WORK REQUIRED
The answer should contain all of the records below, each one copied word for word.

**** WORKING DATA ****

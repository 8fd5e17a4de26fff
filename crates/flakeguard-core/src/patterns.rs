use serde::{Deserialize, Serialize};
use serde_json::Value;

use crate::{FailureBucket, FlakeError, TestRunStatistics};

/// A test is retry-flaky when more than this share of its retries pass.
pub const RETRY_SENSITIVITY: f64 = 0.3;
/// Bucket failure rates must differ by more than this to count as a pattern.
pub const PATTERN_MARGIN: f64 = 0.20;
/// Buckets with fewer runs than this are ignored.
pub const MIN_BUCKET_SAMPLES: u64 = 3;

#[derive(Debug, Clone, Serialize, Deserialize, PartialEq)]
pub struct PatternThresholds {
    pub retry_sensitivity: f64,
    pub pattern_margin: f64,
    pub min_bucket_samples: u64,
}

impl Default for PatternThresholds {
    fn default() -> Self {
        Self::v1()
    }
}

impl PatternThresholds {
    #[must_use]
    pub fn v1() -> Self {
        Self {
            retry_sensitivity: RETRY_SENSITIVITY,
            pattern_margin: PATTERN_MARGIN,
            min_bucket_samples: MIN_BUCKET_SAMPLES,
        }
    }

    /// Validates threshold bounds.
    ///
    /// # Errors
    /// Returns [`FlakeError::Configuration`] when a rate is outside
    /// `[0.0, 1.0]` or the sample floor is zero.
    pub fn validate(&self) -> Result<(), FlakeError> {
        for (name, value) in [
            ("retry_sensitivity", self.retry_sensitivity),
            ("pattern_margin", self.pattern_margin),
        ] {
            if !(0.0..=1.0).contains(&value) {
                return Err(FlakeError::Configuration(format!(
                    "{name} MUST be in [0.0, 1.0]"
                )));
            }
        }

        if self.min_bucket_samples == 0 {
            return Err(FlakeError::Configuration(
                "min_bucket_samples MUST be >= 1".to_string(),
            ));
        }

        Ok(())
    }

    /// Decodes and validates pattern thresholds from JSON.
    ///
    /// # Errors
    /// Returns [`FlakeError::Configuration`] when JSON decoding fails
    /// or decoded values violate threshold constraints.
    pub fn from_json(value: &Value) -> Result<Self, FlakeError> {
        let thresholds: Self = serde_json::from_value(value.clone()).map_err(|err| {
            FlakeError::Configuration(format!("invalid pattern thresholds JSON payload: {err}"))
        })?;
        thresholds.validate()?;
        Ok(thresholds)
    }
}

#[derive(Debug, Clone, Copy, Default, Serialize, Deserialize, Eq, PartialEq)]
pub struct PatternFlags {
    pub is_retry_flaky: bool,
    pub has_time_pattern: bool,
    pub has_environment_pattern: bool,
}

#[must_use]
pub fn detect_patterns(stats: &TestRunStatistics, thresholds: &PatternThresholds) -> PatternFlags {
    PatternFlags {
        is_retry_flaky: is_retry_flaky(stats, thresholds),
        has_time_pattern: has_time_pattern(stats, thresholds),
        has_environment_pattern: has_environment_pattern(stats, thresholds),
    }
}

#[must_use]
pub fn is_retry_flaky(stats: &TestRunStatistics, thresholds: &PatternThresholds) -> bool {
    if stats.passed_on_retry_count == 0 {
        return false;
    }

    crate::ratio(stats.passed_on_retry_count, stats.retry_count)
        .is_some_and(|rate| rate > thresholds.retry_sensitivity)
}

/// True when some hour-of-day or day-of-week bucket fails noticeably more
/// often than the test overall.
#[must_use]
pub fn has_time_pattern(stats: &TestRunStatistics, thresholds: &PatternThresholds) -> bool {
    let Some(buckets) = &stats.time_buckets else {
        return false;
    };
    let Some(overall) = stats.failure_rate() else {
        return false;
    };

    buckets
        .iter()
        .filter_map(|bucket| sampled_rate(bucket, thresholds))
        .any(|rate| rate - overall > thresholds.pattern_margin)
}

/// True when, within one dimension (environment, browser or OS), two
/// buckets' failure rates are further apart than the margin.
#[must_use]
pub fn has_environment_pattern(stats: &TestRunStatistics, thresholds: &PatternThresholds) -> bool {
    let Some(buckets) = &stats.environment_buckets else {
        return false;
    };

    buckets.dimensions().into_iter().any(|(_, items)| {
        let mut rates = items
            .iter()
            .filter_map(|bucket| sampled_rate(bucket, thresholds));
        let Some(first) = rates.next() else {
            return false;
        };
        let (min, max) = rates.fold((first, first), |(min, max), rate| {
            (min.min(rate), max.max(rate))
        });
        max - min > thresholds.pattern_margin
    })
}

fn sampled_rate(bucket: &FailureBucket, thresholds: &PatternThresholds) -> Option<f64> {
    if bucket.runs < thresholds.min_bucket_samples {
        return None;
    }
    bucket.failure_rate()
}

****

ANSWER BOX
repository 8fd5e17a4de26fff
filename crates/flakeguard-core/src/patterns.rs
use serde::{Deserialize, Serialize};
use serde_json::Value;

use crate::{FailureBucket, FlakeError, TestRunStatistics};

/// A test is retry-flaky when more than this share of its retries pass.
pub const RETRY_SENSITIVITY: f64 = 0.3;
/// Bucket failure rates must differ by more than this to count as a pattern.
pub const PATTERN_MARGIN: f64 = 0.20;
/// Buckets with fewer runs than this are ignored.
pub const MIN_BUCKET_SAMPLES: u64 = 3;

#[derive(Debug, Clone, Serialize, Deserialize, PartialEq)]
pub struct PatternThresholds {
    pub retry_sensitivity: f64,
    pub pattern_margin: f64,
    pub min_bucket_samples: u64,
}

impl Default for PatternThresholds {
    fn default() -> Self {
        Self::v1()
    }
}

impl PatternThresholds {
    #[must_use]
    pub fn v1() -> Self {
        Self {
            retry_sensitivity: RETRY_SENSITIVITY,
            pattern_margin: PATTERN_MARGIN,
            min_bucket_samples: MIN_BUCKET_SAMPLES,
        }
    }

    /// Validates threshold bounds.
    ///
    /// # Errors
    /// Returns [`FlakeError::Configuration`] when a rate is outside
    /// `[0.0, 1.0]` or the sample floor is zero.
    pub fn validate(&self) -> Result<(), FlakeError> {
        for (name, value) in [
            ("retry_sensitivity", self.retry_sensitivity),
            ("pattern_margin", self.pattern_margin),
        ] {
            if !(0.0..=1.0).contains(&value) {
                return Err(FlakeError::Configuration(format!(
                    "{name} MUST be in [0.0, 1.0]"
                )));
            }
        }

        if self.min_bucket_samples == 0 {
            return Err(FlakeError::Configuration(
                "min_bucket_samples MUST be >= 1".to_string(),
            ));
        }

        Ok(())
    }

    /// Decodes and validates pattern thresholds from JSON.
    ///
    /// # Errors
    /// Returns [`FlakeError::Configuration`] when JSON decoding fails
    /// or decoded values violate threshold constraints.
    pub fn from_json(value: &Value) -> Result<Self, FlakeError> {
        let thresholds: Self = serde_json::from_value(value.clone()).map_err(|err| {
            FlakeError::Configuration(format!("invalid pattern thresholds JSON payload: {err}"))
        })?;
        thresholds.validate()?;
        Ok(thresholds)
    }
}

#[derive(Debug, Clone, Copy, Default, Serialize, Deserialize, Eq, PartialEq)]
pub struct PatternFlags {
    pub is_retry_flaky: bool,
    pub has_time_pattern: bool,
    pub has_environment_pattern: bool,
}

#[must_use]
pub fn detect_patterns(stats: &TestRunStatistics, thresholds: &PatternThresholds) -> PatternFlags {
    PatternFlags {
        is_retry_flaky: is_retry_flaky(stats, thresholds),
        has_time_pattern: has_time_pattern(stats, thresholds),
        has_environment_pattern: has_environment_pattern(stats, thresholds),
    }
}

#[must_use]
pub fn is_retry_flaky(stats: &TestRunStatistics, thresholds: &PatternThresholds) -> bool {
    if stats.passed_on_retry_count == 0 {
        return false;
    }

    crate::ratio(stats.passed_on_retry_count, stats.retry_count)
        .is_some_and(|rate| rate > thresholds.retry_sensitivity)
}

/// True when some hour-of-day or day-of-week bucket fails noticeably more
/// often than the test overall.
#[must_use]
pub fn has_time_pattern(stats: &TestRunStatistics, thresholds: &PatternThresholds) -> bool {
    let Some(buckets) = &stats.time_buckets else {
        return false;
    };
    let Some(overall) = stats.failure_rate() else {
        return false;
    };

    buckets
        .iter()
        .filter_map(|bucket| sampled_rate(bucket, thresholds))
        .any(|rate| rate - overall > thresholds.pattern_margin)
}

/// True when, within one dimension (environment, browser or OS), two
/// buckets' failure rates are further apart than the margin.
#[must_use]
pub fn has_environment_pattern(stats: &TestRunStatistics, thresholds: &PatternThresholds) -> bool {
    let Some(buckets) = &stats.environment_buckets else {
        return false;
    };

    buckets.dimensions().into_iter().any(|(_, items)| {
        let mut rates = items
            .iter()
            .filter_map(|bucket| sampled_rate(bucket, thresholds));
        let Some(first) = rates.next() else {
            return false;
        };
        let (min, max) = rates.fold((first, first), |(min, max), rate| {
            (min.min(rate), max.max(rate))
        });
        max - min > thresholds.pattern_margin
    })
}

fn sampled_rate(bucket: &FailureBucket, thresholds: &PatternThresholds) -> Option<f64> {
    if bucket.runs < thresholds.min_bucket_samples {
        return None;
    }
    bucket.failure_rate()
}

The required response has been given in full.